(Collected data)
####
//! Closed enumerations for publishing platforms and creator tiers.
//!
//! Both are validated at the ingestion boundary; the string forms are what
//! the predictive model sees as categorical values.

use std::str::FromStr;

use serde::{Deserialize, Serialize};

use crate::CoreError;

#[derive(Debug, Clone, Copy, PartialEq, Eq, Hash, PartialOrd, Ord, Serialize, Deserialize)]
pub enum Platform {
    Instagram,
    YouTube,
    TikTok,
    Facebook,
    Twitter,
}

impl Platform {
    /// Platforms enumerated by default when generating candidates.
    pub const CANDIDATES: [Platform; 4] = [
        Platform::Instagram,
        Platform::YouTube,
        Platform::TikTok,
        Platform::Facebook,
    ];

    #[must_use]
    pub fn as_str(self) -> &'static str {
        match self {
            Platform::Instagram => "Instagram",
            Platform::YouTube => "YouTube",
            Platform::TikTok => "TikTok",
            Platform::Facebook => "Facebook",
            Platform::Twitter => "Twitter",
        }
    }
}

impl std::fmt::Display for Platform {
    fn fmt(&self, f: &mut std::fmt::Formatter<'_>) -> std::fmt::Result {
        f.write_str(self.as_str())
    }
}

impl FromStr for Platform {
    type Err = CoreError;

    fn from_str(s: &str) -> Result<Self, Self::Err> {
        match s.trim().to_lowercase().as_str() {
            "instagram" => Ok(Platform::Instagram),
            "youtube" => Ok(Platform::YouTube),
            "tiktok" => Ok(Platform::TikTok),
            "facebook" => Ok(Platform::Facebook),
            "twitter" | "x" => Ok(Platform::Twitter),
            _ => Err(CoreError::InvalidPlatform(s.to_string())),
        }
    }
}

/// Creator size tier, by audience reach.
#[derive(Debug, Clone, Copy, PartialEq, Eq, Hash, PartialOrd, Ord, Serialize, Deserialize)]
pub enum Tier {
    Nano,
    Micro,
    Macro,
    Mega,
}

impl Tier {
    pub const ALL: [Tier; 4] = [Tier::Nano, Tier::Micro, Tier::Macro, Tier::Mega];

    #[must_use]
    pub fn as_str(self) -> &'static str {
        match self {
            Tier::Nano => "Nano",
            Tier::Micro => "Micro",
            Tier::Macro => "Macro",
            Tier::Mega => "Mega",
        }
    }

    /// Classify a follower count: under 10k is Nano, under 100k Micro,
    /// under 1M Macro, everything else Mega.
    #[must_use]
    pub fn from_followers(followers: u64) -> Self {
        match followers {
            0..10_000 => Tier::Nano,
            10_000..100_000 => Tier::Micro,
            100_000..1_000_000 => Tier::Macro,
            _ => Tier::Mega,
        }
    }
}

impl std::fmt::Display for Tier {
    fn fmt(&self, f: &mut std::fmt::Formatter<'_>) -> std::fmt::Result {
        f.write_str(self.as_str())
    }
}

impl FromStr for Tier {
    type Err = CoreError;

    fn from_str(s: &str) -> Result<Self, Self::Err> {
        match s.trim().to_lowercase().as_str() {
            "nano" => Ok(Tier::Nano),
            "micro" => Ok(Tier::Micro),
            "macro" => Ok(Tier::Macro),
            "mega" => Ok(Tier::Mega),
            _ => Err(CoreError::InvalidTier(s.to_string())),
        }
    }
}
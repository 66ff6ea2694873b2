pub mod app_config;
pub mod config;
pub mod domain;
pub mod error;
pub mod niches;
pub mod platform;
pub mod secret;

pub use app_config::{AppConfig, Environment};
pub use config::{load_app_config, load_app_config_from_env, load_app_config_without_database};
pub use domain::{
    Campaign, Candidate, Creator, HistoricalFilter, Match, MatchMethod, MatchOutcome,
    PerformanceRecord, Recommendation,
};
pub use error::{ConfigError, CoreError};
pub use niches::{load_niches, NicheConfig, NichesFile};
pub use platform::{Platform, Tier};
####
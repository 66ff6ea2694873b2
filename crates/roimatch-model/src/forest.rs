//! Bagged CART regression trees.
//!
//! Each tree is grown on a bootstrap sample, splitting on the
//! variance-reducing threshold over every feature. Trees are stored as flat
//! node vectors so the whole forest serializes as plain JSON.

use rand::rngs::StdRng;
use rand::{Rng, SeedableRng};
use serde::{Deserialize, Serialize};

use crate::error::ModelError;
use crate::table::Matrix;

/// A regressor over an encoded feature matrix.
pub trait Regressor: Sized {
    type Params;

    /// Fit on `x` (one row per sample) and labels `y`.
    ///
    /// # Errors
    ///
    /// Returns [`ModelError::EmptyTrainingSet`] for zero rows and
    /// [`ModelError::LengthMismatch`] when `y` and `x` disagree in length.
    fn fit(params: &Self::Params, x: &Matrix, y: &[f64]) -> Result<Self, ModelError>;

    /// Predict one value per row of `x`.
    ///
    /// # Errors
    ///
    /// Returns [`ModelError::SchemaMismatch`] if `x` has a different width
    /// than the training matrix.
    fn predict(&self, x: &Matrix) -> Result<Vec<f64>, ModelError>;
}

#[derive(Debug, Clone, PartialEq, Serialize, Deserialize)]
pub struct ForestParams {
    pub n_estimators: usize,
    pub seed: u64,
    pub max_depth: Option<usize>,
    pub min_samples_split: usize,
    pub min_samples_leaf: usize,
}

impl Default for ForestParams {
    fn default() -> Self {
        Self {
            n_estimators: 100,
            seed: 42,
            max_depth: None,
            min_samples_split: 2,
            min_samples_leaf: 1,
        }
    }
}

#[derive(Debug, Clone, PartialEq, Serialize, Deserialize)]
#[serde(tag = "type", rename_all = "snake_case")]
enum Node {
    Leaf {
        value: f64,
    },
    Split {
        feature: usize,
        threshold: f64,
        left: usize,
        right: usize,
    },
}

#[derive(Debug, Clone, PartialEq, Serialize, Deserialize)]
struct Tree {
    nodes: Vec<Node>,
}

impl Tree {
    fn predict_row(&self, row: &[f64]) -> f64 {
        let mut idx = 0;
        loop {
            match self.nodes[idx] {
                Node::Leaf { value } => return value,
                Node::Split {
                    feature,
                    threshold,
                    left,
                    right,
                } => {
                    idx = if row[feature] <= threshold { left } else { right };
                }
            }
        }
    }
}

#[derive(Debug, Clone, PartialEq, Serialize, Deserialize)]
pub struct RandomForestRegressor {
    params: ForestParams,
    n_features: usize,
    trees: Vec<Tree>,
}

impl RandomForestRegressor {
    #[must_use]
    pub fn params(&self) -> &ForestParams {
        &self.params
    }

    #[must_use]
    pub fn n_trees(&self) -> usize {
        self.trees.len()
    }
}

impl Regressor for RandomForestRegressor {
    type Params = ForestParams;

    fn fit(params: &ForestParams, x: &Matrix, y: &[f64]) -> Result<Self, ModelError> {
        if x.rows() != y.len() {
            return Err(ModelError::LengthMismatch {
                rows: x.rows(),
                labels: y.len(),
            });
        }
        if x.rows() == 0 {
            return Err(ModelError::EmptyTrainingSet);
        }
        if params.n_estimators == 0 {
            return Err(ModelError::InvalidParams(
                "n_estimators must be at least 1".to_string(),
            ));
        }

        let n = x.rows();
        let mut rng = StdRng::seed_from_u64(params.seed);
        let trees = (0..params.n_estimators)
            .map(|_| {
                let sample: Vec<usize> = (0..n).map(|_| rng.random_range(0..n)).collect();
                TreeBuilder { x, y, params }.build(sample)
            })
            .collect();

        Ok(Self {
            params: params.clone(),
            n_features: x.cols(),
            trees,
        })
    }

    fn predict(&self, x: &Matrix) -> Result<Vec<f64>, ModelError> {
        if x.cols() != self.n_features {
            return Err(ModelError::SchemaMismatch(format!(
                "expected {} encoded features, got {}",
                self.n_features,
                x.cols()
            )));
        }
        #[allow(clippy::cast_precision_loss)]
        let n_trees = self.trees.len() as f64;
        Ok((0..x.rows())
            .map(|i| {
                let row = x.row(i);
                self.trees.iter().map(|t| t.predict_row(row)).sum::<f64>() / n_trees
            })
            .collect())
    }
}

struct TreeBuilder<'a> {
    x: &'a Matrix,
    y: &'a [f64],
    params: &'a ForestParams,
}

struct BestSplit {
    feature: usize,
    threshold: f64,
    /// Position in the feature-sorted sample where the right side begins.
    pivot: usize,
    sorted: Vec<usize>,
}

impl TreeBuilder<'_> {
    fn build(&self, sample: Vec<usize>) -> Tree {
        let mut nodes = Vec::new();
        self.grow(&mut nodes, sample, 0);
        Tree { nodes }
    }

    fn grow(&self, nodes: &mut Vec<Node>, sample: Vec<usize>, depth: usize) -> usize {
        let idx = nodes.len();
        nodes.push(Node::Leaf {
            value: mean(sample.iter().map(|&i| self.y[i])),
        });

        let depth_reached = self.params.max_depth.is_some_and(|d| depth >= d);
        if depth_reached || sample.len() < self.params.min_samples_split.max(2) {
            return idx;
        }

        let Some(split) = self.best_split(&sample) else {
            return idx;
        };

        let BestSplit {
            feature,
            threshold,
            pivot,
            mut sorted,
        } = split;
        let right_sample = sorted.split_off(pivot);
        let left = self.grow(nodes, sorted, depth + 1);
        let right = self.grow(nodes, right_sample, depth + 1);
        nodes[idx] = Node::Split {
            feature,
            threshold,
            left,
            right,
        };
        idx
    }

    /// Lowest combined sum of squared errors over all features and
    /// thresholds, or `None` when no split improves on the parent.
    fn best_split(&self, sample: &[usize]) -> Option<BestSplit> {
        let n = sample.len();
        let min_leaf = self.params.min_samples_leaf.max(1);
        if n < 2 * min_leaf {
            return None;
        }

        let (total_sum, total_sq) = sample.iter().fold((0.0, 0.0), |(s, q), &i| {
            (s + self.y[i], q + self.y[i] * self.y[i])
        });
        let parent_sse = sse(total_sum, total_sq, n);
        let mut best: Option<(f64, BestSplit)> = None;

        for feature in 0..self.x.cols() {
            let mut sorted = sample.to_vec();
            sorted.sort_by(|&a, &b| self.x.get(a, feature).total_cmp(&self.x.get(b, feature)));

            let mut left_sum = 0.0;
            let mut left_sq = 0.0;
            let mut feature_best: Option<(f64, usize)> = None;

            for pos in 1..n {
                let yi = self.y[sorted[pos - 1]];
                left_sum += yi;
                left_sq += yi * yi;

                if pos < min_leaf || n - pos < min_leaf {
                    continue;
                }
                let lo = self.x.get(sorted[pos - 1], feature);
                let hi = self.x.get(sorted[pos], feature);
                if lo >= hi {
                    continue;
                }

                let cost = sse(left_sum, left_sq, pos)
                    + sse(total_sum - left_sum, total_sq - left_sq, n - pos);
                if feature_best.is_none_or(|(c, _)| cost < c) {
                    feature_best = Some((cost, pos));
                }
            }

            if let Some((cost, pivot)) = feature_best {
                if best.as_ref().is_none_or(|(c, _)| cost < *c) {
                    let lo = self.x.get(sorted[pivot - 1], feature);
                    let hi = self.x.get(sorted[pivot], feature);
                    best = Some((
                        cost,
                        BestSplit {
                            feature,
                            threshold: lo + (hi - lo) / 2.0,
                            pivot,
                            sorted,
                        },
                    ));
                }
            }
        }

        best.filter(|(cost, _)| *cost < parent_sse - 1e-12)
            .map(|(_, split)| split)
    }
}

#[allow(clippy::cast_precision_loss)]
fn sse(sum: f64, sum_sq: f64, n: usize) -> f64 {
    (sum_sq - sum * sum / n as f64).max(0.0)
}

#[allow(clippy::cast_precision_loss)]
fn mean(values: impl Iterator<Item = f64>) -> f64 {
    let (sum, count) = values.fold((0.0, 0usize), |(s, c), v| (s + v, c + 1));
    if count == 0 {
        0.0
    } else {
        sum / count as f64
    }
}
####
### Work to complete
Each line of the records above that contains the word "TikTok" should be counted; give the resulting number without further words.

### Answer to this exercise
4